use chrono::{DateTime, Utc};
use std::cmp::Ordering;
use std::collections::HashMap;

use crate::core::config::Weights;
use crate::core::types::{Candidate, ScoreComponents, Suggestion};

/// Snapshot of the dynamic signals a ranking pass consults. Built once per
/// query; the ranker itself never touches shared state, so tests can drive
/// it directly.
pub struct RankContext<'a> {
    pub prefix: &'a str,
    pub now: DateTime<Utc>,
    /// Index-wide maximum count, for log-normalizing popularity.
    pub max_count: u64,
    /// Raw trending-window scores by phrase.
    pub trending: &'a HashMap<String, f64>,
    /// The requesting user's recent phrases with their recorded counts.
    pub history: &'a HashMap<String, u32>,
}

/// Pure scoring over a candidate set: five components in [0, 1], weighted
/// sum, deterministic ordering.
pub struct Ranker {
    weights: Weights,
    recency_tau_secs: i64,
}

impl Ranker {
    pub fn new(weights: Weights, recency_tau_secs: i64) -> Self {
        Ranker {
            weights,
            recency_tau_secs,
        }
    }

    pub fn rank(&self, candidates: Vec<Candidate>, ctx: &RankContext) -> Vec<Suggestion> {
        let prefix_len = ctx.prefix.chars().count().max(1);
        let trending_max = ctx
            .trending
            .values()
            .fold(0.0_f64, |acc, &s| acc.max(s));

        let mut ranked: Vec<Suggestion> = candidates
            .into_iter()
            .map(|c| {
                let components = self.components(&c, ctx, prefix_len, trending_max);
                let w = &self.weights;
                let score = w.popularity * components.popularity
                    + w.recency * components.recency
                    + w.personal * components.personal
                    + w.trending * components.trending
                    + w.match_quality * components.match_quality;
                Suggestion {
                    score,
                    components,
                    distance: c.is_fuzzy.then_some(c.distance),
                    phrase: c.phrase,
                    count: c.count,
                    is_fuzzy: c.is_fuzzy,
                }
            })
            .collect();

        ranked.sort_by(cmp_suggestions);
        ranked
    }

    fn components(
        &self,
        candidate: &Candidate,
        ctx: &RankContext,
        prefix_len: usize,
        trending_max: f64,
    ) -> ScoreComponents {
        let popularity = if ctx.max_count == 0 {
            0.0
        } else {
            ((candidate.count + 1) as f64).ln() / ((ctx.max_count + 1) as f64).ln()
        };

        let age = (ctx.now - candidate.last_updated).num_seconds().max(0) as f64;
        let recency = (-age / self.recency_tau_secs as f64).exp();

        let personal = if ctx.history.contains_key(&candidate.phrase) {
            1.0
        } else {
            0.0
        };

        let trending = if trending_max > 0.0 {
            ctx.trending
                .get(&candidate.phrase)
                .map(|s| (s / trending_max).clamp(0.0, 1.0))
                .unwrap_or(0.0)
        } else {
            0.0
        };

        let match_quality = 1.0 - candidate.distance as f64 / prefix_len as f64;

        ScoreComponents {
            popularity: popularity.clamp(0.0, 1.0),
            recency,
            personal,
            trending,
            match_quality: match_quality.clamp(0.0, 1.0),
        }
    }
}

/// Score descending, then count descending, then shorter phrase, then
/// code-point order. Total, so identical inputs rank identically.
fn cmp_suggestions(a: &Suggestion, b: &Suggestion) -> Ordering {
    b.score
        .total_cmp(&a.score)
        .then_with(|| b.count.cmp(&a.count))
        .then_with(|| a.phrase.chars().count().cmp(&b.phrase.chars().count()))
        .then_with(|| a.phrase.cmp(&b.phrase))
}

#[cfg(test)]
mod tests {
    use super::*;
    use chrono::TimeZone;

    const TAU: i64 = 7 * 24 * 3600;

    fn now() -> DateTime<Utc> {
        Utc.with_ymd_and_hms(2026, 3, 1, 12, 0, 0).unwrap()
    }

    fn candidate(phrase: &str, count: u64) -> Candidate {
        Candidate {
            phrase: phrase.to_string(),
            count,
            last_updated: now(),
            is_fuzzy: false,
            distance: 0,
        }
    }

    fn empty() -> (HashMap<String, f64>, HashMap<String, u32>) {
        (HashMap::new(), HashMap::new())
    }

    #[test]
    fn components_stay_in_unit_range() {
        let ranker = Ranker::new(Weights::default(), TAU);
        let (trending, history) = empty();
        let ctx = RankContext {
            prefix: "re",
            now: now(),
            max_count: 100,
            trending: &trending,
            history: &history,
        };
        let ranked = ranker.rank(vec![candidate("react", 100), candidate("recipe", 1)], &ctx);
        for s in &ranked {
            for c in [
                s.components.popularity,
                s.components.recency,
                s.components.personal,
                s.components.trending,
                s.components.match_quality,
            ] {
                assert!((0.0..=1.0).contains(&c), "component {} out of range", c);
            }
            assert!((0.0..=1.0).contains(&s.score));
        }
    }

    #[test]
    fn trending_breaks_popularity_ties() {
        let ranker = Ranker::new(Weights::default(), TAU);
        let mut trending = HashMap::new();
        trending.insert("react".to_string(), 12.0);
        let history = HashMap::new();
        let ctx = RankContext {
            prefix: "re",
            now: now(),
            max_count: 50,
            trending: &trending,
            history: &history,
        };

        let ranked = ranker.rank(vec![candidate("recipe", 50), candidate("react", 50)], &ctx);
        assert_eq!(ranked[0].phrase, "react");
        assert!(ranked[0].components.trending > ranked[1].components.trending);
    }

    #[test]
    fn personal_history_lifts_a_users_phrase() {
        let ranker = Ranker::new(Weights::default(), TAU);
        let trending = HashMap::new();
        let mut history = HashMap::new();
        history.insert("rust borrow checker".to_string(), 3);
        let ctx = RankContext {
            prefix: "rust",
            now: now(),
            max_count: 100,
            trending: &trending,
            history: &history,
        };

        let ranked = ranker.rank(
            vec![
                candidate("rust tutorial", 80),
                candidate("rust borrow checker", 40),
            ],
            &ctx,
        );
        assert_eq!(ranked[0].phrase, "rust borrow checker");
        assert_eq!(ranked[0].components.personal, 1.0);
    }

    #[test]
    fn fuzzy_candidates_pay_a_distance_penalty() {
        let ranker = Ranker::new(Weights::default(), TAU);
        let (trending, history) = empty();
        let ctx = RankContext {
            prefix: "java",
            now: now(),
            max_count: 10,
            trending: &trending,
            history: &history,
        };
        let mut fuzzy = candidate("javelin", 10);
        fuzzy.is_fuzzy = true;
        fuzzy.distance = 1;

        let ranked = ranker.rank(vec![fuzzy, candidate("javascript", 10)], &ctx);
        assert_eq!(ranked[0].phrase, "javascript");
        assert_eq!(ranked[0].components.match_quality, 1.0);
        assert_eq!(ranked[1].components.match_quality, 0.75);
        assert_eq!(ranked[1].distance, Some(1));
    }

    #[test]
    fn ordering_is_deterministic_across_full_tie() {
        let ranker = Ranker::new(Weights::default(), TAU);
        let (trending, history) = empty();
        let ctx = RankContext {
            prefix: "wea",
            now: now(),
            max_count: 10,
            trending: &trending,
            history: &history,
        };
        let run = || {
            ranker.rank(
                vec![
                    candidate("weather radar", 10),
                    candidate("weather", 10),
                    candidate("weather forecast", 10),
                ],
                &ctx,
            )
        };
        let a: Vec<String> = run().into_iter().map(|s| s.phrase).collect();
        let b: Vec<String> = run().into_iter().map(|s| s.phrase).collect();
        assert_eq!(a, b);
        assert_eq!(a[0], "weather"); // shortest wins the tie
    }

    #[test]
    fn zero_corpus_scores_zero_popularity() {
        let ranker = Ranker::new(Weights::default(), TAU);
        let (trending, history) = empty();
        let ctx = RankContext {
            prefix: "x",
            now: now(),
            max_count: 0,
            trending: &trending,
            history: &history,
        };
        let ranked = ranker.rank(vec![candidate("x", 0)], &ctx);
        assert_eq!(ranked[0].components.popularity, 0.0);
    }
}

● EXERCISE DETAILS
Could you report how many lines in the data above include the word "javascript"? Give the number and nothing more.

● EXERCISE RESPONSE
2